* _Required work_
What you give back must match the data character for character.

* _Records to use_
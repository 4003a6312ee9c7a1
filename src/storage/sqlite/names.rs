use rusqlite::types::Type;
use rusqlite::{params, Connection, OptionalExtension, Row};
use std::collections::{HashMap, HashSet};

use crate::domain::{NameStatus, NameTally, UnmatchedName};
use crate::error::Result;
use crate::storage::SyncOutcome;

const NAME_COLUMNS: &str =
    "id, session_id, name, sponsorships_count, votes_count, status, matched_person_id";

fn name_from_row(row: &Row<'_>) -> rusqlite::Result<UnmatchedName> {
    let code: String = row.get(5)?;
    let status = NameStatus::from_code(&code).ok_or_else(|| {
        rusqlite::Error::FromSqlConversionFailure(
            5,
            Type::Text,
            format!("unknown name status '{code}'").into(),
        )
    })?;
    Ok(UnmatchedName {
        id: row.get(0)?,
        session_id: row.get(1)?,
        name: row.get(2)?,
        sponsorships_count: row.get(3)?,
        votes_count: row.get(4)?,
        status,
        matched_person_id: row.get(6)?,
    })
}

fn tally(conn: &Connection, sql: &str, session_id: i64) -> Result<HashMap<String, i64>> {
    let mut stmt = conn.prepare(sql)?;
    let rows = stmt.query_map(params![session_id], |row| Ok((row.get(0)?, row.get(1)?)))?;
    Ok(rows.collect::<rusqlite::Result<HashMap<String, i64>>>()?)
}

/// Person sponsorships in the session that are not linked to a person, counted by name.
pub(super) fn unmatched_sponsor_names(conn: &Connection, session_id: i64) -> Result<HashMap<String, i64>> {
    tally(
        conn,
        "SELECT sp.name, COUNT(*) FROM bill_sponsorships sp
         JOIN bills b ON b.id = sp.bill_id
         WHERE b.legislative_session_id = ?1 AND sp.person_id IS NULL AND sp.entity_type = 'person'
         GROUP BY sp.name",
        session_id,
    )
}

/// Individual votes in the session without a linked voter, counted by name.
pub(super) fn unmatched_voter_names(conn: &Connection, session_id: i64) -> Result<HashMap<String, i64>> {
    tally(
        conn,
        "SELECT pv.voter_name, COUNT(*) FROM person_votes pv
         JOIN vote_events v ON v.id = pv.vote_event_id
         WHERE v.legislative_session_id = ?1 AND pv.voter_id IS NULL
         GROUP BY pv.voter_name",
        session_id,
    )
}

pub(super) fn list_unmatched_names(conn: &Connection, session_id: i64) -> Result<Vec<UnmatchedName>> {
    let sql = format!(
        "SELECT {NAME_COLUMNS} FROM unmatched_names WHERE session_id = ?1
         ORDER BY sponsorships_count + votes_count DESC, name"
    );
    let mut stmt = conn.prepare(&sql)?;
    let rows = stmt.query_map(params![session_id], name_from_row)?;
    Ok(rows.collect::<rusqlite::Result<Vec<_>>>()?)
}

/// Make the session's unmatched-name rows mirror `tallies`: counts are
/// overwritten, review status survives, names no longer present are removed.
pub(super) fn sync_unmatched_names(
    conn: &mut Connection,
    session_id: i64,
    tallies: &[NameTally],
) -> Result<SyncOutcome> {
    let tx = conn.transaction()?;
    let mut outcome = SyncOutcome::default();

    for t in tallies {
        tx.execute(
            "INSERT INTO unmatched_names (session_id, name, sponsorships_count, votes_count, status)
             VALUES (?1, ?2, ?3, ?4, ?5)
             ON CONFLICT(session_id, name) DO UPDATE SET
                 sponsorships_count=excluded.sponsorships_count, votes_count=excluded.votes_count",
            params![
                session_id,
                t.name,
                t.sponsorships_count,
                t.votes_count,
                NameStatus::Unmatched.code()
            ],
        )?;
        outcome.upserted += 1;
    }

    let keep: HashSet<&str> = tallies.iter().map(|t| t.name.as_str()).collect();
    let stale: Vec<i64> = {
        let mut stmt = tx.prepare("SELECT id, name FROM unmatched_names WHERE session_id = ?1")?;
        let rows = stmt.query_map(params![session_id], |row| {
            Ok((row.get::<_, i64>(0)?, row.get::<_, String>(1)?))
        })?;
        let mut stale = Vec::new();
        for row in rows {
            let (id, name) = row?;
            if !keep.contains(name.as_str()) {
                stale.push(id);
            }
        }
        stale
    };
    for id in &stale {
        tx.execute("DELETE FROM unmatched_names WHERE id = ?1", params![id])?;
    }
    outcome.removed = stale.len();

    tx.commit()?;
    Ok(outcome)
}

pub(super) fn get_unmatched_name(conn: &Connection, id: i64) -> Result<Option<UnmatchedName>> {
    let sql = format!("SELECT {NAME_COLUMNS} FROM unmatched_names WHERE id = ?1");
    Ok(conn.query_row(&sql, params![id], name_from_row).optional()?)
}

pub(super) fn set_unmatched_status(
    conn: &Connection,
    id: i64,
    status: NameStatus,
    matched_person_id: Option<&str>,
) -> Result<()> {
    conn.execute(
        "UPDATE unmatched_names SET status = ?2, matched_person_id = ?3 WHERE id = ?1",
        params![id, status.code(), matched_person_id],
    )?;
    Ok(())
}

/// Link every unmatched sponsorship and vote carrying the name in its session to
/// `person_id` and mark the name matched, all in one transaction. Returns the number
/// of records linked, or `None` when there is no such name.
pub(super) fn match_unmatched_name(conn: &mut Connection, id: i64, person_id: &str) -> Result<Option<usize>> {
    let tx = conn.transaction()?;
    let Some(name) = get_unmatched_name(&tx, id)? else {
        return Ok(None);
    };
    let sponsorships = tx.execute(
        "UPDATE bill_sponsorships SET person_id = ?3
         WHERE name = ?2 AND person_id IS NULL AND entity_type = 'person'
           AND bill_id IN (SELECT id FROM bills WHERE legislative_session_id = ?1)",
        params![name.session_id, name.name, person_id],
    )?;
    let votes = tx.execute(
        "UPDATE person_votes SET voter_id = ?3
         WHERE voter_name = ?2 AND voter_id IS NULL
           AND vote_event_id IN (SELECT id FROM vote_events WHERE legislative_session_id = ?1)",
        params![name.session_id, name.name, person_id],
    )?;
    set_unmatched_status(&tx, id, NameStatus::MatchedPerson, Some(person_id))?;
    tx.commit()?;
    Ok(Some(sponsorships + votes))
}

* _Written answer_
repository 4003a6312ee9c7a1
filename src/storage/sqlite/names.rs
use rusqlite::types::Type;
use rusqlite::{params, Connection, OptionalExtension, Row};
use std::collections::{HashMap, HashSet};

use crate::domain::{NameStatus, NameTally, UnmatchedName};
use crate::error::Result;
use crate::storage::SyncOutcome;

const NAME_COLUMNS: &str =
    "id, session_id, name, sponsorships_count, votes_count, status, matched_person_id";

fn name_from_row(row: &Row<'_>) -> rusqlite::Result<UnmatchedName> {
    let code: String = row.get(5)?;
    let status = NameStatus::from_code(&code).ok_or_else(|| {
        rusqlite::Error::FromSqlConversionFailure(
            5,
            Type::Text,
            format!("unknown name status '{code}'").into(),
        )
    })?;
    Ok(UnmatchedName {
        id: row.get(0)?,
        session_id: row.get(1)?,
        name: row.get(2)?,
        sponsorships_count: row.get(3)?,
        votes_count: row.get(4)?,
        status,
        matched_person_id: row.get(6)?,
    })
}

fn tally(conn: &Connection, sql: &str, session_id: i64) -> Result<HashMap<String, i64>> {
    let mut stmt = conn.prepare(sql)?;
    let rows = stmt.query_map(params![session_id], |row| Ok((row.get(0)?, row.get(1)?)))?;
    Ok(rows.collect::<rusqlite::Result<HashMap<String, i64>>>()?)
}

/// Person sponsorships in the session that are not linked to a person, counted by name.
pub(super) fn unmatched_sponsor_names(conn: &Connection, session_id: i64) -> Result<HashMap<String, i64>> {
    tally(
        conn,
        "SELECT sp.name, COUNT(*) FROM bill_sponsorships sp
         JOIN bills b ON b.id = sp.bill_id
         WHERE b.legislative_session_id = ?1 AND sp.person_id IS NULL AND sp.entity_type = 'person'
         GROUP BY sp.name",
        session_id,
    )
}

/// Individual votes in the session without a linked voter, counted by name.
pub(super) fn unmatched_voter_names(conn: &Connection, session_id: i64) -> Result<HashMap<String, i64>> {
    tally(
        conn,
        "SELECT pv.voter_name, COUNT(*) FROM person_votes pv
         JOIN vote_events v ON v.id = pv.vote_event_id
         WHERE v.legislative_session_id = ?1 AND pv.voter_id IS NULL
         GROUP BY pv.voter_name",
        session_id,
    )
}

pub(super) fn list_unmatched_names(conn: &Connection, session_id: i64) -> Result<Vec<UnmatchedName>> {
    let sql = format!(
        "SELECT {NAME_COLUMNS} FROM unmatched_names WHERE session_id = ?1
         ORDER BY sponsorships_count + votes_count DESC, name"
    );
    let mut stmt = conn.prepare(&sql)?;
    let rows = stmt.query_map(params![session_id], name_from_row)?;
    Ok(rows.collect::<rusqlite::Result<Vec<_>>>()?)
}

/// Make the session's unmatched-name rows mirror `tallies`: counts are
/// overwritten, review status survives, names no longer present are removed.
pub(super) fn sync_unmatched_names(
    conn: &mut Connection,
    session_id: i64,
    tallies: &[NameTally],
) -> Result<SyncOutcome> {
    let tx = conn.transaction()?;
    let mut outcome = SyncOutcome::default();

    for t in tallies {
        tx.execute(
            "INSERT INTO unmatched_names (session_id, name, sponsorships_count, votes_count, status)
             VALUES (?1, ?2, ?3, ?4, ?5)
             ON CONFLICT(session_id, name) DO UPDATE SET
                 sponsorships_count=excluded.sponsorships_count, votes_count=excluded.votes_count",
            params![
                session_id,
                t.name,
                t.sponsorships_count,
                t.votes_count,
                NameStatus::Unmatched.code()
            ],
        )?;
        outcome.upserted += 1;
    }

    let keep: HashSet<&str> = tallies.iter().map(|t| t.name.as_str()).collect();
    let stale: Vec<i64> = {
        let mut stmt = tx.prepare("SELECT id, name FROM unmatched_names WHERE session_id = ?1")?;
        let rows = stmt.query_map(params![session_id], |row| {
            Ok((row.get::<_, i64>(0)?, row.get::<_, String>(1)?))
        })?;
        let mut stale = Vec::new();
        for row in rows {
            let (id, name) = row?;
            if !keep.contains(name.as_str()) {
                stale.push(id);
            }
        }
        stale
    };
    for id in &stale {
        tx.execute("DELETE FROM unmatched_names WHERE id = ?1", params![id])?;
    }
    outcome.removed = stale.len();

    tx.commit()?;
    Ok(outcome)
}

pub(super) fn get_unmatched_name(conn: &Connection, id: i64) -> Result<Option<UnmatchedName>> {
    let sql = format!("SELECT {NAME_COLUMNS} FROM unmatched_names WHERE id = ?1");
    Ok(conn.query_row(&sql, params![id], name_from_row).optional()?)
}

pub(super) fn set_unmatched_status(
    conn: &Connection,
    id: i64,
    status: NameStatus,
    matched_person_id: Option<&str>,
) -> Result<()> {
    conn.execute(
        "UPDATE unmatched_names SET status = ?2, matched_person_id = ?3 WHERE id = ?1",
        params![id, status.code(), matched_person_id],
    )?;
    Ok(())
}

/// Link every unmatched sponsorship and vote carrying the name in its session to
/// `person_id` and mark the name matched, all in one transaction. Returns the number
/// of records linked, or `None` when there is no such name.
pub(super) fn match_unmatched_name(conn: &mut Connection, id: i64, person_id: &str) -> Result<Option<usize>> {
    let tx = conn.transaction()?;
    let Some(name) = get_unmatched_name(&tx, id)? else {
        return Ok(None);
    };
    let sponsorships = tx.execute(
        "UPDATE bill_sponsorships SET person_id = ?3
         WHERE name = ?2 AND person_id IS NULL AND entity_type = 'person'
           AND bill_id IN (SELECT id FROM bills WHERE legislative_session_id = ?1)",
        params![name.session_id, name.name, person_id],
    )?;
    let votes = tx.execute(
        "UPDATE person_votes SET voter_id = ?3
         WHERE voter_name = ?2 AND voter_id IS NULL
           AND vote_event_id IN (SELECT id FROM vote_events WHERE legislative_session_id = ?1)",
        params![name.session_id, name.name, person_id],
    )?;
    set_unmatched_status(&tx, id, NameStatus::MatchedPerson, Some(person_id))?;
    tx.commit()?;
    Ok(Some(sponsorships + votes))
}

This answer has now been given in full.